Now, once again, you don’t need to have how-to articles.
In fact if you’re building multiple niche sites, you might want to (and I’m going to) build one niche site with how-to articles and one without, so that you can split-test and get your own results. Remember, learning this stuff with your own data is many times more effective than relying on other people’s information.
But you’ll probably be interested in getting those extra sales, I’m guessing.
How To Use How-To Articles To Sell Stuff
I’m a copywriter. Especially when it comes to niche sites, I’m not creating pages based on the goodness of my heart. (Although, I hope people do find my info useful!)
I’m trying to get people to click those sales letters and make my commission.
The problem with sales letters is that you are only going to get people who are interested in the product, or the benefit of the product, to read them. No matter how good your sales letter, if you don’t have that pre-requisite, you won’t get the reader or the sale. How-to articles can bypass this. I’ll use a slightly obvious example here. Imagine you’re selling a “Make money online by niche websites” course and you find the perfect sales letter headline is this:
“Want to build websites that make you $100 a day?”
Let’s assume that’s a great headline. Now, most people aren’t going to click that perfect headline because they’ve got objections: They can’t build a website. They don’t like the $100 figure. They’re not interested in info-products. Whatever the reason, you’re losing those readers.
How-to articles are like those re-targeting ads you get when you visit a website and then leave and see the company pop up again.
Your reader might not be interested in building websites. What if you write a how-to article though that’s entitled:
“How to clear your student debt in one hour a day?”
You’re hitting a whole different set of readers there. Now, let’s assume that the best way to do this article is a ten point guide. It’ll contain the usual stuff… stop eating out at restaurants, stop wasting your money on computer games when you could take up running. You get the reader’s head nodding, agreeing with you, and then at point eight out of ten, you say, “You also could sell a skill online. You could be a freelancer or you could build simple websites. Here’s how I learned to do it.”
Then link back to your sales letter and go about the rest of the article. You’ll get extra readers that wouldn’t click on a straight product review from doing this.

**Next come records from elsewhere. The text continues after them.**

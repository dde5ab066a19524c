use std::sync::Arc;

use crate::activation::{lifecycle_error, ActivationStrategy, Phase};
use crate::interception::{AdviceRegistry, Dispatch};
use crate::kernel::context::Context;
use crate::kernel::resolver::{ActivationError, Resolver};
use crate::kernel::InstanceReference;
use crate::planning::descriptor::HookFn;
use crate::planning::{resolve_arguments, MemberKind};

/// Injects the planned members of one kind into the created object.
pub struct MemberInjectionStrategy {
    kind: MemberKind,
}

impl MemberInjectionStrategy {
    pub fn new(kind: MemberKind) -> Self {
        Self { kind }
    }
}

impl ActivationStrategy for MemberInjectionStrategy {
    fn phase(&self) -> Phase {
        Phase::Initialize
    }

    fn execute(
        &self,
        resolver: &dyn Resolver,
        context: &Arc<Context>,
    ) -> Result<(), ActivationError> {
        let plan = Arc::clone(context.plan());
        for member in plan.members_of(self.kind) {
            // Dependencies are resolved before the slot is locked, they may
            // activate other contexts.
            let arguments = resolve_arguments(member.arguments(), resolver, context)?;

            let mut slot = context.slot();
            let state = slot.state();
            let Some(raw) = slot.raw_mut() else {
                return Err(ActivationError::InvalidOperation {
                    operation: "inject",
                    state,
                    chain: context.chain(),
                });
            };
            (member.injector())(raw.as_any_mut(), arguments)
                .map_err(|err| lifecycle_error(context, Phase::Initialize, err))?;
            tracing::trace!(
                implementation = %plan.implementation(),
                member = member.name(),
                kind = ?self.kind,
                "injected member",
            );
        }
        Ok(())
    }
}

/// The initialized object, cloned out of the slot so that user code never
/// runs under the slot lock.
fn reference_of(
    context: &Context,
    operation: &'static str,
) -> Result<InstanceReference, ActivationError> {
    let slot = context.slot();
    slot.reference()
        .cloned()
        .ok_or_else(|| ActivationError::InvalidOperation {
            operation,
            state: slot.state(),
            chain: context.chain(),
        })
}

fn run_hook(context: &Context, phase: Phase, hook: Option<&HookFn>) -> Result<(), ActivationError> {
    let Some(hook) = hook else {
        return Ok(());
    };
    let reference = reference_of(context, "run a hook on")?;
    let Some(concrete) = reference.concrete() else {
        return Ok(());
    };
    hook(concrete.as_any()).map_err(|err| lifecycle_error(context, phase, err))
}

/// Runs the start hook of the descriptor.
#[derive(Debug, Default)]
pub struct StartStrategy;

impl ActivationStrategy for StartStrategy {
    fn phase(&self) -> Phase {
        Phase::AfterInitialize
    }

    fn execute(&self, _: &dyn Resolver, context: &Arc<Context>) -> Result<(), ActivationError> {
        run_hook(context, Phase::AfterInitialize, context.plan().hooks().start())
    }
}

/// Runs the stop hook of the descriptor.
#[derive(Debug, Default)]
pub struct StopStrategy;

impl ActivationStrategy for StopStrategy {
    fn phase(&self) -> Phase {
        Phase::BeforeDestroy
    }

    fn execute(&self, _: &dyn Resolver, context: &Arc<Context>) -> Result<(), ActivationError> {
        run_hook(context, Phase::BeforeDestroy, context.plan().hooks().stop())
    }
}

/// Runs the dispose hook of the descriptor.
#[derive(Debug, Default)]
pub struct DisposeStrategy;

impl ActivationStrategy for DisposeStrategy {
    fn phase(&self) -> Phase {
        Phase::Destroy
    }

    fn execute(&self, _: &dyn Resolver, context: &Arc<Context>) -> Result<(), ActivationError> {
        run_hook(context, Phase::Destroy, context.plan().hooks().dispose())
    }
}

/// Runs the activation actions of the binding, in registration order.
#[derive(Debug, Default)]
pub struct ActivationActionStrategy;

impl ActivationStrategy for ActivationActionStrategy {
    fn phase(&self) -> Phase {
        Phase::AfterInitialize
    }

    fn execute(&self, _: &dyn Resolver, context: &Arc<Context>) -> Result<(), ActivationError> {
        let actions = context.binding().activation_actions();
        if actions.is_empty() {
            return Ok(());
        }
        let reference = reference_of(context, "run actions on")?;
        for action in actions {
            action(reference.instance())
                .map_err(|err| lifecycle_error(context, Phase::AfterInitialize, err))?;
        }
        Ok(())
    }
}

/// Runs the deactivation actions of the binding. Every action runs; a single
/// failure is reported as is, several are gathered into a
/// [`ActivationError::Destruction`].
#[derive(Debug, Default)]
pub struct DeactivationActionStrategy;

impl ActivationStrategy for DeactivationActionStrategy {
    fn phase(&self) -> Phase {
        Phase::BeforeDestroy
    }

    fn execute(&self, _: &dyn Resolver, context: &Arc<Context>) -> Result<(), ActivationError> {
        let actions = context.binding().deactivation_actions();
        if actions.is_empty() {
            return Ok(());
        }
        let reference = reference_of(context, "run actions on")?;
        let mut failures: Vec<_> = actions
            .iter()
            .filter_map(|action| action(reference.instance()).err())
            .map(|err| lifecycle_error(context, Phase::BeforeDestroy, err))
            .collect();
        match failures.len() {
            0 => Ok(()),
            1 => Err(failures.remove(0)),
            _ => Err(ActivationError::Destruction { failures }),
        }
    }
}

/// Replaces the initialized instance by a proxy when the binding has a proxy
/// factory and some advice may apply to the implementation type.
pub struct ProxyStrategy {
    advice: Arc<AdviceRegistry>,
}

impl ProxyStrategy {
    pub fn new(advice: Arc<AdviceRegistry>) -> Self {
        Self { advice }
    }
}

impl ActivationStrategy for ProxyStrategy {
    fn phase(&self) -> Phase {
        Phase::AfterInitialize
    }

    fn execute(&self, _: &dyn Resolver, context: &Arc<Context>) -> Result<(), ActivationError> {
        let Some(factory) = context.binding().proxy() else {
            return Ok(());
        };
        let implementation = context.plan().implementation();
        if !context.plan().has_interception() && !self.advice.has_advice(implementation) {
            return Ok(());
        }

        let reference = reference_of(context, "proxy")?;
        let target = reference.instance().clone();
        let dispatch = Dispatch::new(
            Arc::clone(&self.advice),
            context,
            implementation,
            target.clone(),
        );
        let proxy = factory
            .create_proxy(&target, dispatch)
            .map_err(|err| lifecycle_error(context, Phase::AfterInitialize, err))?;

        let mut slot = context.slot();
        if let Some(reference) = slot.reference_mut() {
            reference.replace_instance(proxy);
        }
        tracing::debug!(implementation = %implementation, "wrapped instance in a proxy");
        Ok(())
    }
}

Now, you could write a sales letter that targets that issue instead. You could base an entire sales letter around how a product made you enough money to clear your student debt. But then you’d have to continually write sales pitches for different markets.
Also, there’s another reason for having how-to articles on your niche sites.

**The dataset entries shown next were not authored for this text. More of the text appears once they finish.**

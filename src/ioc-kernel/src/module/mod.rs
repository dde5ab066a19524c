pub mod dsl;

use std::any;
use std::error::Error;

use crate::kernel::registry::Configurer;

pub use dsl::bind;

/// A unit of configuration. `configure` registers bindings, descriptors and
/// advice on the configurer.
///
/// An error returned by `configure` doesn't abort the kernel's construction
/// right away: it is reported to the configurer and aggregated with the
/// errors of every other module.
pub trait Module: 'static {
    fn setup(&self, configurer: &mut dyn Configurer) {
        if let Err(err) = self.configure(configurer) {
            configurer.report_module_error(any::type_name::<Self>(), err);
        }
    }

    fn configure(
        &self,
        configurer: &mut dyn Configurer,
    ) -> Result<(), Box<dyn Error + Send + Sync>>;
}

/// A list of modules configured in insertion order.
#[derive(Default)]
pub struct Configuration {
    modules: Vec<Box<dyn Module>>,
}

impl Configuration {
    pub fn new() -> Self {
        Default::default()
    }

    pub fn with<M: Module>(mut self, module: M) -> Self {
        self.modules.push(Box::new(module));
        self
    }

    pub fn compose(mut self, mut other: Configuration) -> Self {
        self.modules.append(&mut other.modules);
        self
    }

    pub fn len(&self) -> usize {
        self.modules.len()
    }

    pub fn is_empty(&self) -> bool {
        self.modules.is_empty()
    }
}

impl Module for Configuration {
    fn configure(
        &self,
        configurer: &mut dyn Configurer,
    ) -> Result<(), Box<dyn Error + Send + Sync>> {
        self.modules
            .iter()
            .for_each(|module| module.setup(configurer));
        Ok(())
    }
}
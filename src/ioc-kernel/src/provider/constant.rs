use std::fmt::{Debug, Formatter, Result as FmtResult};
use std::sync::Arc;

use crate::kernel::context::{Context, ServiceRequest};
use crate::kernel::resolver::{ActivationError, Resolver};
use crate::kernel::{InstanceReference, Managed};
use crate::provider::{seal_shared, Provider};
use crate::service::ImplementationType;

/// A [`Provider`] which always hands out the same object.
pub struct ConstantProvider<S>
where
    S: ?Sized + Send + Sync + 'static,
{
    value: Arc<S>,
}

impl<S> ConstantProvider<S>
where
    S: ?Sized + Send + Sync + 'static,
{
    pub fn new(value: Arc<S>) -> Self {
        Self { value }
    }
}

impl<S> Debug for ConstantProvider<S>
where
    S: ?Sized + Send + Sync + 'static,
{
    fn fmt(&self, f: &mut Formatter<'_>) -> FmtResult {
        f.debug_struct("ConstantProvider")
            .field("service", &std::any::type_name::<S>())
            .finish_non_exhaustive()
    }
}

impl<S> Provider for ConstantProvider<S>
where
    S: ?Sized + Send + Sync + 'static,
{
    fn implementation_type(&self, _request: &ServiceRequest) -> ImplementationType {
        ImplementationType::of::<Arc<S>>()
    }

    fn create(
        &self,
        _resolver: &dyn Resolver,
        _context: &Arc<Context>,
    ) -> Result<Option<Box<dyn Managed>>, ActivationError> {
        Ok(Some(Box::new(Arc::clone(&self.value))))
    }

    fn seal(
        &self,
        context: &Context,
        raw: Box<dyn Managed>,
    ) -> Result<InstanceReference, ActivationError> {
        seal_shared::<S>(context, raw)
    }
}

#[cfg(test)]
mod tests {
    use crate::kernel::context::Parameters;
    use crate::kernel::registry::Binding;
    use crate::kernel::resolver::MockResolver;
    use crate::planning::ActivationPlan;
    use crate::service::ServiceType;

    use super::*;

    #[test]
    fn constant_provider_succeeds() {
        let value = Arc::new(42i32);
        let binding = Binding::new(
            ServiceType::of::<i32>(),
            Arc::new(ConstantProvider::new(Arc::clone(&value))),
        );
        let context = Arc::new(Context::new(
            ServiceRequest::new(ServiceType::of::<i32>(), Parameters::new()),
            Arc::new(binding),
            Arc::new(ActivationPlan::opaque(ImplementationType::of::<Arc<i32>>())),
        ));
        let provider = ConstantProvider::new(Arc::clone(&value));
        let resolver = MockResolver::new();

        for _ in 0..2 {
            let raw = provider.create(&resolver, &context).unwrap().unwrap();
            let reference = provider.seal(&context, raw).unwrap();
            assert!(Arc::ptr_eq(
                &reference.instance().downcast::<i32>().unwrap(),
                &value
            ));
        }
        assert_eq!(
            provider.implementation_type(context.request()),
            ImplementationType::of::<Arc<i32>>()
        );
    }
}
#[cfg(test)]
mod tests {
    use std::sync::atomic::{AtomicUsize, Ordering};
    use std::time::Duration;

    use crate::kernel::context::{Parameters, ServiceRequest};
    use crate::kernel::registry::Binding;
    use crate::planning::{ActivationPlan, Target};
    use crate::provider::ConstantProvider;
    use crate::service::{ImplementationType, ServiceType};

    use super::*;

    fn make_context(request: ServiceRequest) -> Arc<Context> {
        let binding = Binding::new(
            ServiceType::of::<usize>(),
            Arc::new(ConstantProvider::new(Arc::new(0usize))),
        );
        Arc::new(Context::new(
            request,
            Arc::new(binding),
            Arc::new(ActivationPlan::opaque(ImplementationType::of::<Arc<usize>>())),
        ))
    }

    fn root_context() -> Arc<Context> {
        make_context(ServiceRequest::new(ServiceType::of::<usize>(), Parameters::new()))
    }

    fn activate_counting(
        counter: &AtomicUsize,
        context: &Arc<Context>,
    ) -> Result<Activated, ActivationError> {
        let value = counter.fetch_add(1, Ordering::SeqCst);
        Ok(Activated::new(
            Instance::from_value(value),
            Arc::clone(context),
        ))
    }

    #[test]
    fn cached_behavior_resolve_returns_same_instance() {
        let behavior = CachedBehavior::new(CacheKeying::Kernel);
        let counter = AtomicUsize::new(0);
        let context = root_context();

        let first = behavior
            .resolve(&context, &mut || activate_counting(&counter, &context))
            .unwrap();
        let second = behavior
            .resolve(&context, &mut || activate_counting(&counter, &context))
            .unwrap();

        assert!(first.ptr_eq(&second));
        assert_eq!(counter.load(Ordering::SeqCst), 1);
        assert_eq!(behavior.len(), 1);
    }

    #[test]
    fn cached_behavior_resolve_creates_once_when_concurrent() {
        const THREADS: usize = 16;
        let behavior = Arc::new(CachedBehavior::new(CacheKeying::Kernel));
        let counter = Arc::new(AtomicUsize::new(0));

        let handles: Vec<_> = (0..THREADS)
            .map(|_| {
                let behavior = Arc::clone(&behavior);
                let counter = Arc::clone(&counter);
                thread::spawn(move || {
                    let context = root_context();
                    behavior
                        .resolve(&context, &mut || {
                            thread::sleep(Duration::from_millis(20));
                            activate_counting(&counter, &context)
                        })
                        .unwrap()
                })
            })
            .collect();
        let instances: Vec<_> = handles.into_iter().map(|h| h.join().unwrap()).collect();

        assert_eq!(counter.load(Ordering::SeqCst), 1);
        assert!(instances.windows(2).all(|w| w[0].ptr_eq(&w[1])));
    }

    #[test]
    fn cached_behavior_resolve_fails_when_reentered_on_same_thread() {
        let behavior = CachedBehavior::new(CacheKeying::Kernel);
        let context = root_context();

        let res = behavior.resolve(&context, &mut || {
            let inner = behavior.resolve(&context, &mut || unreachable!());
            assert!(matches!(
                inner,
                Err(ActivationError::CyclicDependency { .. })
            ));
            inner.map(|instance| Activated::new(instance, Arc::clone(&context)))
        });

        assert!(matches!(res, Err(ActivationError::CyclicDependency { .. })));
        assert!(behavior.is_empty());
    }

    #[test]
    fn cached_behavior_resolve_shares_failure_with_waiters() {
        let behavior = Arc::new(CachedBehavior::new(CacheKeying::Kernel));
        let attempts = Arc::new(AtomicUsize::new(0));

        let handles: Vec<_> = (0..8)
            .map(|_| {
                let behavior = Arc::clone(&behavior);
                let attempts = Arc::clone(&attempts);
                thread::spawn(move || {
                    let context = root_context();
                    behavior.resolve(&context, &mut || {
                        attempts.fetch_add(1, Ordering::SeqCst);
                        thread::sleep(Duration::from_millis(20));
                        Err(ActivationError::ProviderFailed {
                            service: context.service(),
                            chain: context.chain(),
                        })
                    })
                })
            })
            .collect();

        for handle in handles {
            assert!(handle.join().unwrap().is_err());
        }
        assert!(attempts.load(Ordering::SeqCst) >= 1);
        assert!(behavior.is_empty());
    }

    #[test]
    fn cached_behavior_thread_keying_separates_threads() {
        let behavior = Arc::new(CachedBehavior::new(CacheKeying::Thread));
        let counter = Arc::new(AtomicUsize::new(0));

        let resolve = {
            let behavior = Arc::clone(&behavior);
            let counter = Arc::clone(&counter);
            move || {
                let context = root_context();
                let first = behavior
                    .resolve(&context, &mut || activate_counting(&counter, &context))
                    .unwrap();
                let second = behavior
                    .resolve(&context, &mut || activate_counting(&counter, &context))
                    .unwrap();
                assert!(first.ptr_eq(&second));
                first
            }
        };
        let here = resolve.clone()();
        let there = thread::spawn(resolve).join().unwrap();

        assert!(!here.ptr_eq(&there));
        assert_eq!(counter.load(Ordering::SeqCst), 2);
        assert!(!behavior.is_eager());
    }

    #[test]
    fn cached_behavior_scope_keying_is_transient_outside_scopes() {
        let behavior = CachedBehavior::new(CacheKeying::Scope);
        let counter = AtomicUsize::new(0);
        let context = root_context();

        let first = behavior
            .resolve(&context, &mut || activate_counting(&counter, &context))
            .unwrap();
        let second = behavior
            .resolve(&context, &mut || activate_counting(&counter, &context))
            .unwrap();
        assert!(!first.ptr_eq(&second));
        assert!(behavior.is_empty());
    }

    #[test]
    fn cached_behavior_release_scope_evicts_scope_entries() {
        let behavior = CachedBehavior::new(CacheKeying::Scope);
        let counter = AtomicUsize::new(0);
        let scope = ScopeId::new(1);
        let context = make_context(
            ServiceRequest::new(ServiceType::of::<usize>(), Parameters::new()).within_scope(scope),
        );
        let other = make_context(
            ServiceRequest::new(ServiceType::of::<usize>(), Parameters::new())
                .within_scope(ScopeId::new(2)),
        );

        behavior
            .resolve(&context, &mut || activate_counting(&counter, &context))
            .unwrap();
        behavior
            .resolve(&other, &mut || activate_counting(&counter, &other))
            .unwrap();
        assert_eq!(behavior.len(), 2);

        let released = behavior.release_scope(scope);
        assert_eq!(released.len(), 1);
        assert_eq!(behavior.len(), 1);
        assert!(behavior.cached(&ScopeKey::Scope(scope)).is_none());
    }

    #[test]
    fn cached_behavior_does_not_retain_parent_context() {
        let behavior = CachedBehavior::new(CacheKeying::Kernel);
        let counter = AtomicUsize::new(0);
        let parent = root_context();
        let target = Target::new("value", ServiceType::of::<usize>(), false);
        let context = make_context(ServiceRequest::child(&parent, &target));
        let parent_ref = Arc::downgrade(&parent);

        let instance = behavior
            .resolve(&context, &mut || activate_counting(&counter, &context))
            .unwrap();
        drop(context);
        drop(parent);
        assert!(parent_ref.upgrade().is_none());

        let released = behavior.release(instance.address()).unwrap();
        assert!(released.context.parent().is_none());
        assert_eq!(released.context.request().depth(), 1);
    }

    #[test]
    fn cached_behavior_release_evicts_by_address() {
        let behavior = CachedBehavior::new(CacheKeying::Kernel);
        let counter = AtomicUsize::new(0);
        let context = root_context();

        let instance = behavior
            .resolve(&context, &mut || activate_counting(&counter, &context))
            .unwrap();
        assert!(behavior.release(instance.address() + 1).is_none());

        let released = behavior.release(instance.address()).unwrap();
        assert!(released.instance.ptr_eq(&instance));
        assert!(behavior.is_empty());

        let again = behavior
            .resolve(&context, &mut || activate_counting(&counter, &context))
            .unwrap();
        assert!(!again.ptr_eq(&instance));
    }
}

Multiple Products, One Article
With a sales letter/product review, you’re selling one item.
With a how-to, you can ‘sell’ multiple items.
For instance, on one niche site, I have three major products. I have a sales letter for each. Now, assuming a person comes to my site, clicks my affiliate link and buys a single product that nets me $50, then great: I am perfectly happy with that.

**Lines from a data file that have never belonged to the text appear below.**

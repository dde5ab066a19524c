use std::collections::HashMap;
use std::error::Error;

use crate::interception::{Advice, InterceptorSource};
use crate::kernel::registry::{Binding, BindingMap, Configurer, ConfigurerPrivate, RegistryError};
use crate::planning::{DescriptorCatalog, TypeDescriptor};

/// Everything a module registered, ready to build a kernel from.
#[derive(Debug)]
pub(crate) struct Registration {
    pub bindings: BindingMap,
    pub catalog: DescriptorCatalog,
    pub interceptors: HashMap<&'static str, InterceptorSource>,
    pub advice: Vec<Advice>,
}

pub(crate) struct ConfigurerImpl {
    registration: Registration,
    errors: Vec<RegistryError>,
}

impl ConfigurerImpl {
    pub fn new() -> Self {
        Self {
            registration: Registration {
                bindings: BindingMap::new(),
                catalog: DescriptorCatalog::new(),
                interceptors: HashMap::new(),
                advice: Vec::new(),
            },
            errors: Vec::new(),
        }
    }

    pub fn finish(self) -> Result<Registration, Vec<RegistryError>> {
        if self.errors.is_empty() {
            Ok(self.registration)
        } else {
            Err(self.errors)
        }
    }
}

impl Configurer for ConfigurerImpl {
    #[allow(private_interfaces)]
    fn as_private(&mut self) -> &mut dyn ConfigurerPrivate {
        self
    }

    fn report_module_error(&mut self, module: &'static str, err: Box<dyn Error + Send + Sync>) {
        self.errors.push(RegistryError::ModuleInner {
            module,
            source: err,
        });
    }
}

impl ConfigurerPrivate for ConfigurerImpl {
    fn dyn_register(&mut self, binding: Binding) {
        match self.registration.bindings.insert(binding) {
            Ok(binding) => tracing::trace!(binding = %binding, "registered binding"),
            Err(err) => self.errors.push(err),
        }
    }

    fn dyn_register_descriptor(&mut self, descriptor: TypeDescriptor) {
        self.registration.catalog.insert(descriptor);
    }

    fn dyn_register_interceptor(&mut self, name: &'static str, source: InterceptorSource) {
        if self.registration.interceptors.contains_key(name) {
            self.errors
                .push(RegistryError::DuplicateInterceptor { name });
        } else {
            self.registration.interceptors.insert(name, source);
        }
    }

    fn dyn_register_advice(&mut self, advice: Advice) {
        self.registration.advice.push(advice);
    }
}

#[cfg(test)]
mod tests {
    use std::sync::Arc;

    use crate::interception::{Invocation, MatchRule};
    use crate::kernel::registry::TypedConfigurer;
    use crate::provider::ConstantProvider;
    use crate::service::{ImplementationType, ServiceType};

    use super::*;

    fn make_binding() -> Binding {
        Binding::new(
            ServiceType::of::<i32>(),
            Arc::new(ConstantProvider::new(Arc::new(42i32))),
        )
    }

    fn make_interceptor() -> InterceptorSource {
        InterceptorSource::from_fn(|invocation: &mut Invocation<'_>| invocation.proceed())
    }

    #[test]
    fn configurer_impl_register_succeeds() {
        let mut configurer = ConfigurerImpl::new();
        configurer.register(make_binding());
        configurer.register_descriptor(TypeDescriptor::opaque(ImplementationType::of::<i32>()));
        configurer.register_interceptor("audit", make_interceptor());
        configurer.register_advice(Advice::new(
            MatchRule::predicate(|_| true),
            make_interceptor(),
            0,
        ));

        let registration = configurer.finish().unwrap();
        assert_eq!(registration.bindings.len(), 1);
        assert_eq!(registration.catalog.len(), 1);
        assert!(registration.interceptors.contains_key("audit"));
        assert_eq!(registration.advice.len(), 1);
    }

    #[test]
    fn configurer_impl_finish_fails_when_default_is_duplicated() {
        let mut configurer = ConfigurerImpl::new();
        configurer.register(make_binding());
        configurer.register(make_binding());

        let errs = configurer.finish().unwrap_err();
        assert!(matches!(
            errs.first().unwrap(),
            RegistryError::DuplicateDefault { .. }
        ));
    }

    #[test]
    fn configurer_impl_finish_fails_when_interceptor_is_duplicated() {
        let mut configurer = ConfigurerImpl::new();
        configurer.register_interceptor("audit", make_interceptor());
        configurer.register_interceptor("audit", make_interceptor());

        let errs = configurer.finish().unwrap_err();
        assert!(matches!(
            errs.first().unwrap(),
            RegistryError::DuplicateInterceptor { name: "audit" }
        ));
    }

    #[test]
    fn configurer_impl_finish_fails_when_other_error_reported() {
        let mut configurer = ConfigurerImpl::new();
        configurer.register(make_binding());
        configurer.report_module_error("test", "whatever".into());

        let errs = configurer.finish().unwrap_err();
        assert!(matches!(
            errs.first().unwrap(),
            RegistryError::ModuleInner { .. }
        ));
    }
}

But I’d be just as happy as they clicked on my article, “The essential items for an X connoisseur.” In fact, I might be even more happy because there’s a chance they are going to think, “This guy knows what he is talking about” and then buy all three items on my list.
Final Thoughts
Now, there are diminishing returns on writing endless articles on a niche site, as James says.
However, you greatly lessen that diminishing return provided you create articles which are going to give you more traffic and give you more money. Providing you answer a question that’s relevant to your target market and will bring in more readers, you’ve achieved the first objective. Providing you follow the loose framework I’ve talked about above, you’ll mostly achieve the second.
Hopefully, this article will have helped you see why and where to add how-to articles, as well as clear up my thoughts on including how-to information on a niche site.
Finally… remember that split-testing these ideas yourself is the way to go. You’ll absolutely gain more from testing a single niche site than you will from reading about a hundred.